■ EXERCISE AIM
Do any lines in the data below contain "first"? If so, copy every one of them.

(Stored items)

*** Begin section ***

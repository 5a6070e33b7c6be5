//! ModelClient - the configured connection to the generation service.
//!
//! One instance is owned by the application context and shared by
//! reference. `initialize` replaces its state wholesale; nothing else
//! mutates it.

use std::collections::BTreeSet;
use std::sync::Arc;

use gemchat_core::config::ApiSettings;
use gemchat_core::conversation::{GenerationConfig, Message};
use gemchat_core::credentials::{Credentials, DEFAULT_MODEL, ModelCapability, capabilities_of};
use gemchat_core::generation::{ChatTurn, GenerationBackend, PromptPart, RemoteCallError, TurnRole};
use gemchat_core::{GemchatError, Result};

use crate::gemini_api_client::GeminiApiClient;

/// Builds a backend for a set of credentials.
pub trait BackendConnector: Send + Sync {
    fn connect(&self, credentials: &Credentials) -> Result<Arc<dyn GenerationBackend>>;
}

/// Connects to the Gemini REST API.
pub struct GeminiConnector {
    settings: ApiSettings,
}

impl GeminiConnector {
    pub fn new(settings: ApiSettings) -> Self {
        Self { settings }
    }
}

impl BackendConnector for GeminiConnector {
    fn connect(&self, credentials: &Credentials) -> Result<Arc<dyn GenerationBackend>> {
        Ok(Arc::new(GeminiApiClient::new(credentials, &self.settings)?))
    }
}

/// Snapshot of an initialized client.
///
/// Cheap to clone, so callers can release any lock on the [`ModelClient`]
/// before awaiting a remote call.
#[derive(Clone)]
pub struct ModelHandle {
    backend: Arc<dyn GenerationBackend>,
    model_name: String,
    capabilities: BTreeSet<ModelCapability>,
}

impl ModelHandle {
    pub fn model_name(&self) -> &str {
        &self.model_name
    }

    pub fn capabilities(&self) -> &BTreeSet<ModelCapability> {
        &self.capabilities
    }

    pub fn supports_vision(&self) -> bool {
        self.capabilities.contains(&ModelCapability::Vision)
    }

    /// Sends `history` followed by `new_text` as a multi-turn chat.
    ///
    /// Turns with empty text are dropped before sending.
    pub async fn send_chat_turn(
        &self,
        history: &[Message],
        new_text: &str,
        config: &GenerationConfig,
    ) -> std::result::Result<String, RemoteCallError> {
        let mut turns = ChatTurn::from_history(history);
        if !new_text.is_empty() {
            turns.push(ChatTurn::new(TurnRole::User, new_text));
        }
        if turns.is_empty() {
            return Err(RemoteCallError::InvalidRequest(
                "nothing to send: all turns are empty".into(),
            ));
        }

        self.backend.chat(&turns, &config.for_request()).await
    }

    /// One-shot call; no earlier turns are sent.
    pub async fn send_multimodal_turn(
        &self,
        parts: &[PromptPart],
        config: &GenerationConfig,
    ) -> std::result::Result<String, RemoteCallError> {
        self.backend.generate(parts, &config.for_request()).await
    }
}

pub struct ModelClient {
    connector: Arc<dyn BackendConnector>,
    active: Option<ModelHandle>,
}

impl ModelClient {
    pub fn new(connector: Arc<dyn BackendConnector>) -> Self {
        Self {
            connector,
            active: None,
        }
    }

    /// Connects with `api_key` and `model_name` (default `gemini-2.0-flash`).
    ///
    /// On failure the previous state is kept.
    pub fn initialize(&mut self, api_key: &str, model_name: Option<&str>) -> Result<()> {
        if api_key.is_empty() {
            return Err(GemchatError::validation("API key is required"));
        }
        let model_name = match model_name {
            Some(name) if !name.is_empty() => name,
            _ => {
                tracing::warn!(
                    "[ModelClient] No model given, defaulting to '{}'",
                    DEFAULT_MODEL
                );
                DEFAULT_MODEL
            }
        };

        let credentials = Credentials::new(api_key, model_name);
        let backend = self.connector.connect(&credentials)?;

        self.active = Some(ModelHandle {
            backend,
            model_name: model_name.to_string(),
            capabilities: capabilities_of(model_name),
        });
        tracing::info!("[ModelClient] Initialized with model '{}'", model_name);
        Ok(())
    }

    /// Puts back a handle taken with [`handle`](Self::handle), undoing a
    /// later `initialize`.
    pub fn restore(&mut self, previous: Option<ModelHandle>) {
        match &previous {
            Some(handle) => tracing::info!("[ModelClient] Restored model '{}'", handle.model_name),
            None => tracing::info!("[ModelClient] Restored unconfigured state"),
        }
        self.active = previous;
    }

    pub fn reset(&mut self) {
        if self.active.take().is_some() {
            tracing::info!("[ModelClient] Reset");
        }
    }

    pub fn is_configured(&self) -> bool {
        self.active.is_some()
    }

    pub fn handle(&self) -> Option<ModelHandle> {
        self.active.clone()
    }

    pub fn model_name(&self) -> Option<&str> {
        self.active.as_ref().map(|h| h.model_name.as_str())
    }

    /// Capabilities of the configured model; empty before `initialize`.
    pub fn capabilities(&self) -> BTreeSet<ModelCapability> {
        self.active
            .as_ref()
            .map(|h| h.capabilities.clone())
            .unwrap_or_default()
    }

    pub async fn send_chat_turn(
        &self,
        history: &[Message],
        new_text: &str,
        config: &GenerationConfig,
    ) -> std::result::Result<String, RemoteCallError> {
        match &self.active {
            Some(handle) => handle.send_chat_turn(history, new_text, config).await,
            None => Err(RemoteCallError::NotConfigured),
        }
    }

    pub async fn send_multimodal_turn(
        &self,
        parts: &[PromptPart],
        config: &GenerationConfig,
    ) -> std::result::Result<String, RemoteCallError> {
        match &self.active {
            Some(handle) => handle.send_multimodal_turn(parts, config).await,
            None => Err(RemoteCallError::NotConfigured),
        }
    }
}

#[cfg(test)]
mod tests {
    use super::*;
    use async_trait::async_trait;
    use std::sync::Mutex;

    #[derive(Default)]
    struct RecordingBackend {
        chats: Mutex<Vec<(Vec<ChatTurn>, GenerationConfig)>>,
        prompts: Mutex<Vec<Vec<PromptPart>>>,
    }

    #[async_trait]
    impl GenerationBackend for RecordingBackend {
        async fn chat(
            &self,
            turns: &[ChatTurn],
            config: &GenerationConfig,
        ) -> std::result::Result<String, RemoteCallError> {
            self.chats
                .lock()
                .unwrap()
                .push((turns.to_vec(), config.clone()));
            Ok("chat reply".into())
        }

        async fn generate(
            &self,
            parts: &[PromptPart],
            _config: &GenerationConfig,
        ) -> std::result::Result<String, RemoteCallError> {
            self.prompts.lock().unwrap().push(parts.to_vec());
            Ok("generate reply".into())
        }
    }

    struct MockConnector {
        backend: Arc<RecordingBackend>,
    }

    impl BackendConnector for MockConnector {
        fn connect(&self, _credentials: &Credentials) -> Result<Arc<dyn GenerationBackend>> {
            Ok(self.backend.clone())
        }
    }

    fn client() -> (ModelClient, Arc<RecordingBackend>) {
        let backend = Arc::new(RecordingBackend::default());
        let client = ModelClient::new(Arc::new(MockConnector {
            backend: backend.clone(),
        }));
        (client, backend)
    }

    #[test]
    fn test_initialize_rejects_empty_key() {
        let (mut client, _) = client();
        assert!(client.initialize("", Some("gemini-2.5-pro")).unwrap_err().is_validation());
        assert!(!client.is_configured());
    }

    #[test]
    fn test_initialize_defaults_model() {
        let (mut client, _) = client();
        client.initialize("key", None).unwrap();
        assert_eq!(client.model_name(), Some("gemini-2.0-flash"));
        assert!(client.capabilities().contains(&ModelCapability::Vision));
    }

    #[test]
    fn test_reinitialize_replaces_state() {
        let (mut client, _) = client();
        client.initialize("key", Some("gemini-2.0-flash")).unwrap();
        client.initialize("key", Some("gemini-2.5-pro")).unwrap();

        assert_eq!(client.model_name(), Some("gemini-2.5-pro"));
        assert_eq!(client.capabilities(), BTreeSet::from([ModelCapability::Text]));

        client.reset();
        assert!(!client.is_configured());
        assert!(client.capabilities().is_empty());
    }

    #[test]
    fn test_restore_undoes_initialize() {
        let (mut client, _) = client();
        client.initialize("key", Some("gemini-2.0-flash")).unwrap();
        let previous = client.handle();

        client.initialize("key", Some("gemini-2.5-pro")).unwrap();
        client.restore(previous);
        assert_eq!(client.model_name(), Some("gemini-2.0-flash"));
        assert!(client.capabilities().contains(&ModelCapability::Vision));

        client.restore(None);
        assert!(!client.is_configured());
    }

    #[tokio::test]
    async fn test_uninitialized_calls_return_not_configured() {
        let (client, backend) = client();
        let config = GenerationConfig::default();

        assert_eq!(
            client.send_chat_turn(&[], "hi", &config).await,
            Err(RemoteCallError::NotConfigured)
        );
        assert_eq!(
            client
                .send_multimodal_turn(&[PromptPart::Text("hi".into())], &config)
                .await,
            Err(RemoteCallError::NotConfigured)
        );
        assert!(backend.chats.lock().unwrap().is_empty());
    }

    #[tokio::test]
    async fn test_chat_turn_appends_prompt_and_forces_fixed_fields() {
        let (mut client, backend) = client();
        client.initialize("key", None).unwrap();

        let history = vec![Message::user("first", None), Message::assistant("")];
        let config = GenerationConfig {
            candidate_count: 3,
            stop_sequences: vec!["stop".into()],
            max_output_tokens: 64,
            temperature: 0.1,
        };

        let reply = client.send_chat_turn(&history, "second", &config).await.unwrap();
        assert_eq!(reply, "chat reply");

        let chats = backend.chats.lock().unwrap();
        let (turns, sent_config) = &chats[0];
        assert_eq!(
            turns,
            &vec![
                ChatTurn::new(TurnRole::User, "first"),
                ChatTurn::new(TurnRole::User, "second"),
            ]
        );
        assert_eq!(sent_config.candidate_count, 1);
        assert!(sent_config.stop_sequences.is_empty());
        assert_eq!(sent_config.max_output_tokens, 64);
    }

    #[tokio::test]
    async fn test_chat_turn_with_only_empty_turns_is_invalid() {
        let (mut client, backend) = client();
        client.initialize("key", None).unwrap();

        let result = client
            .send_chat_turn(&[Message::assistant("")], "", &GenerationConfig::default())
            .await;
        assert!(matches!(result, Err(RemoteCallError::InvalidRequest(_))));
        assert!(backend.chats.lock().unwrap().is_empty());
    }
}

*** End section ***

■ SOLVED PROBLEM
        let history = vec![Message::user("first", None), Message::assistant("")];
                ChatTurn::new(TurnRole::User, "first"),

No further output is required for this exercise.